▶ _Items listed in a dataset_:

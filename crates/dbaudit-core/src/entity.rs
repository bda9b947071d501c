//! Entity capabilities
//!
//! The pipeline works on `dyn Entity`. An entity describes its properties through a static
//! [`EntityDescriptor`] and exposes them as [`Value`]s. Entities that carry audit stamps
//! opt in by returning themselves from [`Entity::as_audited`] /
//! [`Entity::as_audited_mut`].

use crate::error::{AuditError, Result};
use crate::value::Value;
use chrono::{DateTime, FixedOffset, Utc};
use std::any::Any;
use std::fmt;
use uuid::Uuid;

/// What a property is used for
#[derive(Debug, Clone, Copy, PartialEq, Eq)]
pub enum PropertyRole {
    /// The primary key
    Key,
    /// A business value. Only these are diffed.
    Data,
    /// One of the created / modified stamps
    AuditStamp,
}

#[derive(Debug, Clone, Copy, PartialEq, Eq)]
pub struct PropertyDescriptor {
    pub name: &'static str,
    /// Key in the [`TypeRegistry`](crate::types::TypeRegistry)
    pub type_key: &'static str,
    pub role: PropertyRole,
}

impl PropertyDescriptor {
    pub const fn key(name: &'static str) -> Self {
        Self {
            name,
            type_key: "uuid",
            role: PropertyRole::Key,
        }
    }

    pub const fn data(name: &'static str, type_key: &'static str) -> Self {
        Self {
            name,
            type_key,
            role: PropertyRole::Data,
        }
    }

    pub const fn stamp(name: &'static str, type_key: &'static str) -> Self {
        Self {
            name,
            type_key,
            role: PropertyRole::AuditStamp,
        }
    }
}

/// The shape of an entity type
#[derive(Debug)]
pub struct EntityDescriptor {
    /// Stable type key, stored as `EntityType`
    pub name: &'static str,
    pub properties: &'static [PropertyDescriptor],
}

impl EntityDescriptor {
    pub fn property(&self, name: &str) -> Option<&'static PropertyDescriptor> {
        self.properties.iter().find(|p| p.name == name)
    }

    /// Properties that are diffed, in declaration order
    pub fn data_properties(&self) -> impl Iterator<Item = &'static PropertyDescriptor> {
        self.properties
            .iter()
            .filter(|p| p.role == PropertyRole::Data)
    }

    /// Look up a property or fail with [`AuditError::UnknownProperty`]
    pub fn require(&self, name: &str) -> Result<&'static PropertyDescriptor> {
        self.property(name)
            .ok_or_else(|| AuditError::UnknownProperty {
                entity_type: self.name.to_string(),
                property: name.to_string(),
            })
    }
}

/// Identifies a row across entity types
#[derive(Debug, Clone, Copy, PartialEq, Eq, Hash)]
pub struct EntityKey {
    pub entity_type: &'static str,
    pub id: Uuid,
}

impl fmt::Display for EntityKey {
    fn fmt(&self, f: &mut fmt::Formatter<'_>) -> fmt::Result {
        write!(f, "{}({})", self.entity_type, self.id)
    }
}

/// A persistable, trackable object
pub trait Entity: Any + Send + Sync + fmt::Debug + EntityClone {
    /// Descriptor of the implementing type, for lookups made before an instance exists
    fn type_descriptor() -> &'static EntityDescriptor
    where
        Self: Sized;

    fn descriptor(&self) -> &'static EntityDescriptor;

    fn id(&self) -> Uuid;

    fn set_id(&mut self, id: Uuid);

    /// Current value of a property, `None` if the property does not exist
    fn get_value(&self, property: &str) -> Option<Value>;

    fn set_value(&mut self, property: &str, value: Value) -> Result<()>;

    fn as_audited(&self) -> Option<&dyn AuditedEntity> {
        None
    }

    fn as_audited_mut(&mut self) -> Option<&mut dyn AuditedEntity> {
        None
    }

    fn as_any(&self) -> &dyn Any;

    fn as_any_mut(&mut self) -> &mut dyn Any;

    fn key(&self) -> EntityKey {
        EntityKey {
            entity_type: self.descriptor().name,
            id: self.id(),
        }
    }
}

/// Cloning into a box, implemented for every `Entity + Clone`
pub trait EntityClone {
    fn clone_entity(&self) -> Box<dyn Entity>;
}

impl<T: Entity + Clone> EntityClone for T {
    fn clone_entity(&self) -> Box<dyn Entity> {
        Box::new(self.clone())
    }
}

impl Clone for Box<dyn Entity> {
    fn clone(&self) -> Self {
        (**self).clone_entity()
    }
}

impl dyn Entity {
    pub fn downcast_ref<T: Entity>(&self) -> Option<&T> {
        self.as_any().downcast_ref()
    }

    pub fn downcast_mut<T: Entity>(&mut self) -> Option<&mut T> {
        self.as_any_mut().downcast_mut()
    }

    pub fn is_audited(&self) -> bool {
        self.as_audited().is_some()
    }
}

/// Created / modified stamps carried by an audited entity
#[derive(Debug, Clone, Default, PartialEq, Eq)]
pub struct AuditStamps {
    pub created: Option<DateTime<FixedOffset>>,
    pub created_by: Option<String>,
    pub last_modified: Option<DateTime<FixedOffset>>,
    pub last_modified_by: Option<String>,
}

/// An entity whose creation and last modification are stamped on save
pub trait AuditedEntity {
    fn stamps(&self) -> &AuditStamps;

    fn stamps_mut(&mut self) -> &mut AuditStamps;

    fn created(&self) -> Option<DateTime<FixedOffset>> {
        self.stamps().created
    }

    fn created_by(&self) -> Option<&str> {
        self.stamps().created_by.as_deref()
    }

    fn last_modified(&self) -> Option<DateTime<FixedOffset>> {
        self.stamps().last_modified
    }

    fn last_modified_by(&self) -> Option<&str> {
        self.stamps().last_modified_by.as_deref()
    }

    fn set_created(&mut self, at: DateTime<FixedOffset>, by: Option<String>) {
        let stamps = self.stamps_mut();
        stamps.created = Some(at);
        stamps.created_by = by;
    }

    fn set_last_modified(&mut self, at: DateTime<FixedOffset>, by: Option<String>) {
        let stamps = self.stamps_mut();
        stamps.last_modified = Some(at);
        stamps.last_modified_by = by;
    }
}

/// Current time with its offset
pub fn now() -> DateTime<FixedOffset> {
    Utc::now().into()
}

/// Stamp values exposed as properties, for entities that map their stamps like columns
pub fn stamp_value(stamps: &AuditStamps, property: &str) -> Option<Value> {
    match property {
        "Created" => Some(stamps.created.into()),
        "CreatedBy" => Some(stamps.created_by.clone().into()),
        "LastModified" => Some(stamps.last_modified.into()),
        "LastModifiedBy" => Some(stamps.last_modified_by.clone().into()),
        _ => None,
    }
}

/// Assign a stamp column from a value. Returns `Ok(false)` if `property` is not a stamp.
pub fn set_stamp_value(stamps: &mut AuditStamps, property: &str, value: Value) -> Result<bool> {
    let mismatch = |expected: &str, value: &Value| AuditError::PropertyType {
        property: property.to_string(),
        expected: expected.to_string(),
        actual: value.type_name().to_string(),
    };

    match property {
        "Created" | "LastModified" => {
            let at = match value {
                Value::Null => None,
                Value::Timestamp(ts) => Some(ts),
                other => return Err(mismatch("datetime", &other)),
            };
            if property == "Created" {
                stamps.created = at;
            } else {
                stamps.last_modified = at;
            }
        }
        "CreatedBy" | "LastModifiedBy" => {
            let by = match value {
                Value::Null => None,
                Value::Text(s) => Some(s),
                other => return Err(mismatch("string", &other)),
            };
            if property == "CreatedBy" {
                stamps.created_by = by;
            } else {
                stamps.last_modified_by = by;
            }
        }
        _ => return Ok(false),
    }
    Ok(true)
}

#[cfg(test)]
mod tests {
    use super::*;

    static PROPERTIES: [PropertyDescriptor; 3] = [
        PropertyDescriptor::key("Id"),
        PropertyDescriptor::data("Name", "string"),
        PropertyDescriptor::stamp("Created", "datetime"),
    ];

    static DESCRIPTOR: EntityDescriptor = EntityDescriptor {
        name: "widget",
        properties: &PROPERTIES,
    };

    #[test]
    fn test_only_data_properties_are_diffed() {
        let names: Vec<_> = DESCRIPTOR.data_properties().map(|p| p.name).collect();
        assert_eq!(names, vec!["Name"]);
    }

    #[test]
    fn test_require_unknown_property() {
        let err = DESCRIPTOR.require("Colour").unwrap_err();
        assert!(matches!(
            err,
            AuditError::UnknownProperty { entity_type, property }
                if entity_type == "widget" && property == "Colour"
        ));
    }

    #[test]
    fn test_stamp_columns() {
        let mut stamps = AuditStamps::default();
        let at = now();
        assert!(set_stamp_value(&mut stamps, "Created", Value::Timestamp(at)).unwrap());
        assert!(set_stamp_value(&mut stamps, "CreatedBy", Value::from("alice")).unwrap());
        assert!(!set_stamp_value(&mut stamps, "Name", Value::Null).unwrap());

        assert_eq!(stamp_value(&stamps, "Created"), Some(Value::Timestamp(at)));
        assert_eq!(stamp_value(&stamps, "LastModifiedBy"), Some(Value::Null));
        assert!(set_stamp_value(&mut stamps, "CreatedBy", Value::Int(1)).is_err());
    }
}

▶ _Assignment_: Pull out all lines from the entries above that include the word "FixedOffset".

▶ _Your solution_:
use chrono::{DateTime, FixedOffset, Utc};
    pub created: Option<DateTime<FixedOffset>>,
    pub last_modified: Option<DateTime<FixedOffset>>,
    fn created(&self) -> Option<DateTime<FixedOffset>> {
    fn last_modified(&self) -> Option<DateTime<FixedOffset>> {
    fn set_created(&mut self, at: DateTime<FixedOffset>, by: Option<String>) {
    fn set_last_modified(&mut self, at: DateTime<FixedOffset>, by: Option<String>) {
pub fn now() -> DateTime<FixedOffset> {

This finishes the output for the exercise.